▶ _WHAT YOU SHOULD DO_:
Every entry below must be reproduced exactly.
[SUPPLIED RECORDS Boundary: Start]
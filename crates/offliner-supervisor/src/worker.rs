//! Worker subprocess launch (spec §4.7 "launch one worker subprocess").

use std::path::{Path, PathBuf};

use tokio::io::{AsyncBufReadExt, BufReader};
use tokio::process::{Child, Command};
use tracing::{error, info};

/// Spawn the `offliner-worker` binary at `binary_path`, with
/// `OFFLINER_APP_ROOT` set so it derives the same `Downloads/` layout this
/// supervisor was configured with.
pub fn spawn_worker(binary_path: &Path, app_root: &PathBuf) -> anyhow::Result<Child> {
    let mut cmd = Command::new(binary_path);
    cmd.env("OFFLINER_APP_ROOT", app_root)
        .stdout(std::process::Stdio::piped())
        .stderr(std::process::Stdio::piped());

    let mut child = cmd
        .spawn()
        .map_err(|e| anyhow::anyhow!("failed to spawn {}: {e}", binary_path.display()))?;

    info!(pid = ?child.id(), path = %binary_path.display(), "worker started");
    relay_child_logs(&mut child);
    Ok(child)
}

fn relay_child_logs(child: &mut Child) {
    if let Some(stdout) = child.stdout.take() {
        tokio::spawn(async move {
            let mut lines = BufReader::new(stdout).lines();
            while let Ok(Some(line)) = lines.next_line().await {
                info!(target: "worker", "{line}");
            }
        });
    }
    if let Some(stderr) = child.stderr.take() {
        tokio::spawn(async move {
            let mut lines = BufReader::new(stderr).lines();
            while let Ok(Some(line)) = lines.next_line().await {
                error!(target: "worker", "{line}");
            }
        });
    }
}
//! Signal handling and graceful child-process shutdown (spec §4.7
//! "register cleanup on SIGINT/SIGTERM (and SIGBREAK where available)").

use std::io;
use std::process::ExitStatus;

use std::time::Duration;

use tokio::process::Child;

#[cfg(unix)]
use tokio::time::timeout;
#[cfg(unix)]
use tracing::warn;

#[cfg(unix)]
use nix::sys::signal::{self, Signal};
#[cfg(unix)]
use nix::unistd::Pid;

/// Resolves once SIGINT or SIGTERM arrives (SIGBREAK/Ctrl-Break on Windows).
pub async fn wait_for_shutdown_signal() {
    #[cfg(unix)]
    {
        use tokio::signal::unix::{signal, SignalKind};
        let mut term =
            signal(SignalKind::terminate()).expect("failed to install SIGTERM handler");
        let mut int = signal(SignalKind::interrupt()).expect("failed to install SIGINT handler");
        tokio::select! {
            _ = term.recv() => {}
            _ = int.recv() => {}
        }
    }

    #[cfg(windows)]
    {
        let mut ctrl_c = tokio::signal::windows::ctrl_c().expect("failed to install Ctrl-C handler");
        let mut ctrl_break = tokio::signal::windows::ctrl_break()
            .expect("failed to install Ctrl-Break (SIGBREAK) handler");
        tokio::select! {
            _ = ctrl_c.recv() => {}
            _ = ctrl_break.recv() => {}
        }
    }

    #[cfg(not(any(unix, windows)))]
    {
        let _ = tokio::signal::ctrl_c().await;
    }
}

/// Gracefully stop `child`: SIGTERM with a 5s grace period, escalating to
/// SIGKILL if it doesn't exit in time. Windows has no SIGTERM equivalent, so
/// it kills immediately.
pub async fn shutdown_child(mut child: Child) -> io::Result<ExitStatus> {
    #[cfg(unix)]
    {
        shutdown_unix(&mut child).await
    }

    #[cfg(not(unix))]
    {
        child.kill().await?;
        child.wait().await
    }
}

#[cfg(unix)]
async fn shutdown_unix(child: &mut Child) -> io::Result<ExitStatus> {
    let pid = child
        .id()
        .ok_or_else(|| io::Error::new(io::ErrorKind::InvalidInput, "child has no PID"))?;

    if let Err(e) = signal::kill(Pid::from_raw(pid as i32), Signal::SIGTERM) {
        if e == nix::errno::Errno::ESRCH {
            return child.wait().await;
        }
        return Err(io::Error::other(e));
    }

    match timeout(Duration::from_secs(5), child.wait()).await {
        Ok(result) => return result,
        Err(_) => {
            warn!(pid, "process did not exit within grace period, sending SIGKILL");
        }
    }

    child.kill().await?;
    child.wait().await
}

#[cfg(test)]
mod tests {
    use super::*;
    use tokio::process::Command;

    #[tokio::test]
    #[cfg(unix)]
    async fn shutdown_responds_to_sigterm() {
        let child = Command::new("sleep")
            .arg("30")
            .spawn()
            .expect("failed to spawn sleep");
        let result = shutdown_child(child).await;
        assert!(result.is_ok());
    }

    #[tokio::test]
    async fn shutdown_handles_already_exited() {
        let child = Command::new("echo")
            .arg("test")
            .spawn()
            .expect("failed to spawn echo");
        tokio::time::sleep(Duration::from_millis(100)).await;
        let result = shutdown_child(child).await;
        assert!(result.is_ok());
    }
}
[SUPPLIED RECORDS Boundary: End]
▶ _OUTPUT FOR THIS TASK_:
filename crates/offliner-supervisor/src/worker.rs
//! Worker subprocess launch (spec §4.7 "launch one worker subprocess").

use std::path::{Path, PathBuf};

use tokio::io::{AsyncBufReadExt, BufReader};
use tokio::process::{Child, Command};
use tracing::{error, info};

/// Spawn the `offliner-worker` binary at `binary_path`, with
/// `OFFLINER_APP_ROOT` set so it derives the same `Downloads/` layout this
/// supervisor was configured with.
pub fn spawn_worker(binary_path: &Path, app_root: &PathBuf) -> anyhow::Result<Child> {
    let mut cmd = Command::new(binary_path);
    cmd.env("OFFLINER_APP_ROOT", app_root)
        .stdout(std::process::Stdio::piped())
        .stderr(std::process::Stdio::piped());

    let mut child = cmd
        .spawn()
        .map_err(|e| anyhow::anyhow!("failed to spawn {}: {e}", binary_path.display()))?;

    info!(pid = ?child.id(), path = %binary_path.display(), "worker started");
    relay_child_logs(&mut child);
    Ok(child)
}

fn relay_child_logs(child: &mut Child) {
    if let Some(stdout) = child.stdout.take() {
        tokio::spawn(async move {
            let mut lines = BufReader::new(stdout).lines();
            while let Ok(Some(line)) = lines.next_line().await {
                info!(target: "worker", "{line}");
            }
        });
    }
    if let Some(stderr) = child.stderr.take() {
        tokio::spawn(async move {
            let mut lines = BufReader::new(stderr).lines();
            while let Ok(Some(line)) = lines.next_line().await {
                error!(target: "worker", "{line}");
            }
        });
    }
}
//! Signal handling and graceful child-process shutdown (spec §4.7
//! "register cleanup on SIGINT/SIGTERM (and SIGBREAK where available)").

use std::io;
use std::process::ExitStatus;

use std::time::Duration;

use tokio::process::Child;

#[cfg(unix)]
use tokio::time::timeout;
#[cfg(unix)]
use tracing::warn;

#[cfg(unix)]
use nix::sys::signal::{self, Signal};
#[cfg(unix)]
use nix::unistd::Pid;

/// Resolves once SIGINT or SIGTERM arrives (SIGBREAK/Ctrl-Break on Windows).
pub async fn wait_for_shutdown_signal() {
    #[cfg(unix)]
    {
        use tokio::signal::unix::{signal, SignalKind};
        let mut term =
            signal(SignalKind::terminate()).expect("failed to install SIGTERM handler");
        let mut int = signal(SignalKind::interrupt()).expect("failed to install SIGINT handler");
        tokio::select! {
            _ = term.recv() => {}
            _ = int.recv() => {}
        }
    }

    #[cfg(windows)]
    {
        let mut ctrl_c = tokio::signal::windows::ctrl_c().expect("failed to install Ctrl-C handler");
        let mut ctrl_break = tokio::signal::windows::ctrl_break()
            .expect("failed to install Ctrl-Break (SIGBREAK) handler");
        tokio::select! {
            _ = ctrl_c.recv() => {}
            _ = ctrl_break.recv() => {}
        }
    }

    #[cfg(not(any(unix, windows)))]
    {
        let _ = tokio::signal::ctrl_c().await;
    }
}

/// Gracefully stop `child`: SIGTERM with a 5s grace period, escalating to
/// SIGKILL if it doesn't exit in time. Windows has no SIGTERM equivalent, so
/// it kills immediately.
pub async fn shutdown_child(mut child: Child) -> io::Result<ExitStatus> {
    #[cfg(unix)]
    {
        shutdown_unix(&mut child).await
    }

    #[cfg(not(unix))]
    {
        child.kill().await?;
        child.wait().await
    }
}

#[cfg(unix)]
async fn shutdown_unix(child: &mut Child) -> io::Result<ExitStatus> {
    let pid = child
        .id()
        .ok_or_else(|| io::Error::new(io::ErrorKind::InvalidInput, "child has no PID"))?;

    if let Err(e) = signal::kill(Pid::from_raw(pid as i32), Signal::SIGTERM) {
        if e == nix::errno::Errno::ESRCH {
            return child.wait().await;
        }
        return Err(io::Error::other(e));
    }

    match timeout(Duration::from_secs(5), child.wait()).await {
        Ok(result) => return result,
        Err(_) => {
            warn!(pid, "process did not exit within grace period, sending SIGKILL");
        }
    }

    child.kill().await?;
    child.wait().await
}

#[cfg(test)]
mod tests {
    use super::*;
    use tokio::process::Command;

    #[tokio::test]
    #[cfg(unix)]
    async fn shutdown_responds_to_sigterm() {
        let child = Command::new("sleep")
            .arg("30")
            .spawn()
            .expect("failed to spawn sleep");
        let result = shutdown_child(child).await;
        assert!(result.is_ok());
    }

    #[tokio::test]
    async fn shutdown_handles_already_exited() {
        let child = Command::new("echo")
            .arg("test")
            .spawn()
            .expect("failed to spawn echo");
        tokio::time::sleep(Duration::from_millis(100)).await;
        let result = shutdown_child(child).await;
        assert!(result.is_ok());
    }
}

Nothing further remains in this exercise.